-- Required action --
What number of lines in the entries hold the string "chars"? Answer with it alone.

-- Source information --
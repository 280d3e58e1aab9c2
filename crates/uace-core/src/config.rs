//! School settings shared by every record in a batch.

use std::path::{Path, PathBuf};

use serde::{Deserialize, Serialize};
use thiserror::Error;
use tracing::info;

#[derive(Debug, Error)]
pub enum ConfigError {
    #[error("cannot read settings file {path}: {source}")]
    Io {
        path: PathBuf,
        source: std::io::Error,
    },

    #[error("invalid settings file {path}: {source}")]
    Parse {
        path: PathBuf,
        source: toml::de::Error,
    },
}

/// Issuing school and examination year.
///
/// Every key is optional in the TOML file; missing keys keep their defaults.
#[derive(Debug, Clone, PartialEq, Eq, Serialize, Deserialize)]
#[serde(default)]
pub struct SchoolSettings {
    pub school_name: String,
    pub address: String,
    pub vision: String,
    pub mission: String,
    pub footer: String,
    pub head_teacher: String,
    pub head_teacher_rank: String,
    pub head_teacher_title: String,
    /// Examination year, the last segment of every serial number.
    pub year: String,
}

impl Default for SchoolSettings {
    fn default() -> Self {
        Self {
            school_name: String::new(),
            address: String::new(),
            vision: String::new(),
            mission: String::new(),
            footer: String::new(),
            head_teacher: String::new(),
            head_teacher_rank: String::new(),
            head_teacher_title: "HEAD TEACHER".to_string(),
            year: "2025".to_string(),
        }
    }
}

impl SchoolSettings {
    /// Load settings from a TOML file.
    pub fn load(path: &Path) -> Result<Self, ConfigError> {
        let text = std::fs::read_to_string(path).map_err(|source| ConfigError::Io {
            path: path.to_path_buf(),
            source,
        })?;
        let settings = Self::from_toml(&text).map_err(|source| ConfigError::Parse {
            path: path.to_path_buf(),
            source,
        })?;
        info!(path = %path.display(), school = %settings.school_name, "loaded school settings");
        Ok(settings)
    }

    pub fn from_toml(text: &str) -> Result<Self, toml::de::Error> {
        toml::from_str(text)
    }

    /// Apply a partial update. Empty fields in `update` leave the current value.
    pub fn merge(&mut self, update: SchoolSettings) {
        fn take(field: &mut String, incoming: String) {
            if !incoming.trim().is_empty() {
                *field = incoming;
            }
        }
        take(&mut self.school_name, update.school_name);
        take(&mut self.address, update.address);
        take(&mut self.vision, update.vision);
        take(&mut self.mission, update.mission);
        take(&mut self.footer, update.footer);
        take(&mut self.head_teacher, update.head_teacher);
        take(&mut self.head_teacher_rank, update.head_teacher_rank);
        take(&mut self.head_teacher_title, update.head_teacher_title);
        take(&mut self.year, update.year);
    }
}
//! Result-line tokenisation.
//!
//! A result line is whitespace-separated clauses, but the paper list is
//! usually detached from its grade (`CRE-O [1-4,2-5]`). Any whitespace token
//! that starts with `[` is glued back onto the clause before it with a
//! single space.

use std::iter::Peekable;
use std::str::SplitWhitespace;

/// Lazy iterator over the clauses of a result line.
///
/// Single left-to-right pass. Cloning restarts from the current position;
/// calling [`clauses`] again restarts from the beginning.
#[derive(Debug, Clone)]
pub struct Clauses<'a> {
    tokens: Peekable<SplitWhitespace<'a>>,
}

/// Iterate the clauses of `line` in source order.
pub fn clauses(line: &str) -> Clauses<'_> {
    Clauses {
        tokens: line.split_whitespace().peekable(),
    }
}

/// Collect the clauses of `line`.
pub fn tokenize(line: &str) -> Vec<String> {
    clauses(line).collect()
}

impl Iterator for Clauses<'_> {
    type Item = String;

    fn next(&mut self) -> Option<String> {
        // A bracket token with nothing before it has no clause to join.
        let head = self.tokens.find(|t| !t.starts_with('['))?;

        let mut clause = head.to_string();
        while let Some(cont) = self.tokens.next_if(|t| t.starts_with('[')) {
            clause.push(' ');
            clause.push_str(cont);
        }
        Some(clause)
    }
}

* * *

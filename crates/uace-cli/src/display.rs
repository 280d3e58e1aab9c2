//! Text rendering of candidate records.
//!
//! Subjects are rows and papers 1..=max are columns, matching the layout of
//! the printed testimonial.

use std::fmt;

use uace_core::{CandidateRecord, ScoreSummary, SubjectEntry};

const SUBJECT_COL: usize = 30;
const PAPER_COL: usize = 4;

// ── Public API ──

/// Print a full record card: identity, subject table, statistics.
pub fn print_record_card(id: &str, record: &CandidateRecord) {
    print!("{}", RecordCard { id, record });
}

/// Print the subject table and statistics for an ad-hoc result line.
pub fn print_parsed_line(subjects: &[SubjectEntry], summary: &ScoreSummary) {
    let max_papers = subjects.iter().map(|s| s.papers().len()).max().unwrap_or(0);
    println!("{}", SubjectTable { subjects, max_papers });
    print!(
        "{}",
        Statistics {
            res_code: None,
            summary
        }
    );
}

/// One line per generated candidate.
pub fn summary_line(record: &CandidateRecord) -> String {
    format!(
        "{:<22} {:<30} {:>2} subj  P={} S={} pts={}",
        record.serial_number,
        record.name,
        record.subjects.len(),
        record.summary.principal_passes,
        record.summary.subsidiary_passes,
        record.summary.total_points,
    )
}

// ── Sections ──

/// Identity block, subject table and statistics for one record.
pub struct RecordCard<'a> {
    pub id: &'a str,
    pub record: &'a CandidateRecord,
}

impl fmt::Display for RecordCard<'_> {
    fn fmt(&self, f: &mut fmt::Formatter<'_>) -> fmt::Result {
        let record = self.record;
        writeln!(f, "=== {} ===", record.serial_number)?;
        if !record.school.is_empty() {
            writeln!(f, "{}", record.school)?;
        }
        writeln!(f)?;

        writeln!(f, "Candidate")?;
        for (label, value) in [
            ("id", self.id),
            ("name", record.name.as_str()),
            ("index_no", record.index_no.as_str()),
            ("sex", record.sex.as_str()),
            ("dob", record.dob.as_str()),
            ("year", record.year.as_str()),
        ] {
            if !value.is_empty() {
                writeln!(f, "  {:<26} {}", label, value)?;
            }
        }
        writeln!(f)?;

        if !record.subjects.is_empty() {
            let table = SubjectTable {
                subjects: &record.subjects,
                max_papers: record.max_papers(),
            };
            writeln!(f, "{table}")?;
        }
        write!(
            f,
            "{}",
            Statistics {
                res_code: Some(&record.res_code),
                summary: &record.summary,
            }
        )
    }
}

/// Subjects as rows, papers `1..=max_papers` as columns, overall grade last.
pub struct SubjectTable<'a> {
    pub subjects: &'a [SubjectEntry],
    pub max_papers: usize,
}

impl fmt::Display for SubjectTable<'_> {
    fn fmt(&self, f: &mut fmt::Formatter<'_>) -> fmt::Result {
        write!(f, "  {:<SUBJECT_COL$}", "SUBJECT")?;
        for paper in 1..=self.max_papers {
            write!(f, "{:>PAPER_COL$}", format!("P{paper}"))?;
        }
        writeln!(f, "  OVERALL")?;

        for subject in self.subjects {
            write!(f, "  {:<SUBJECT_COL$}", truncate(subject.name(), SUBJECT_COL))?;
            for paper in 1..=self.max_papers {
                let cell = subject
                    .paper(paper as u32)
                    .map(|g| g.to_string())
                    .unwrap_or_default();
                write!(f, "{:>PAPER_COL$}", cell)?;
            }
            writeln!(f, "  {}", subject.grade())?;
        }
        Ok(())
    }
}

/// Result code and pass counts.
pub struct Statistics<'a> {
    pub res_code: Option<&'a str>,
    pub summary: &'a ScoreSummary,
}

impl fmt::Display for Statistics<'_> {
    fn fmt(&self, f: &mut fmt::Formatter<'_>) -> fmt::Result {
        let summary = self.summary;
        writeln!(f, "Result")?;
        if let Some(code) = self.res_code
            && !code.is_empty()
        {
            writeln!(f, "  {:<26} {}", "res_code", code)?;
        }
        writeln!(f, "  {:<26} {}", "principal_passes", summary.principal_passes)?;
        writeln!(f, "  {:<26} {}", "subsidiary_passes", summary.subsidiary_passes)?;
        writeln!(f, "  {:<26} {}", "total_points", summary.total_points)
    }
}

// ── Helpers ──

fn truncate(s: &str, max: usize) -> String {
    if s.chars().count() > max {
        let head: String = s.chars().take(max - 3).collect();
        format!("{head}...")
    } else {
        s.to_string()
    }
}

-- Written answer --
2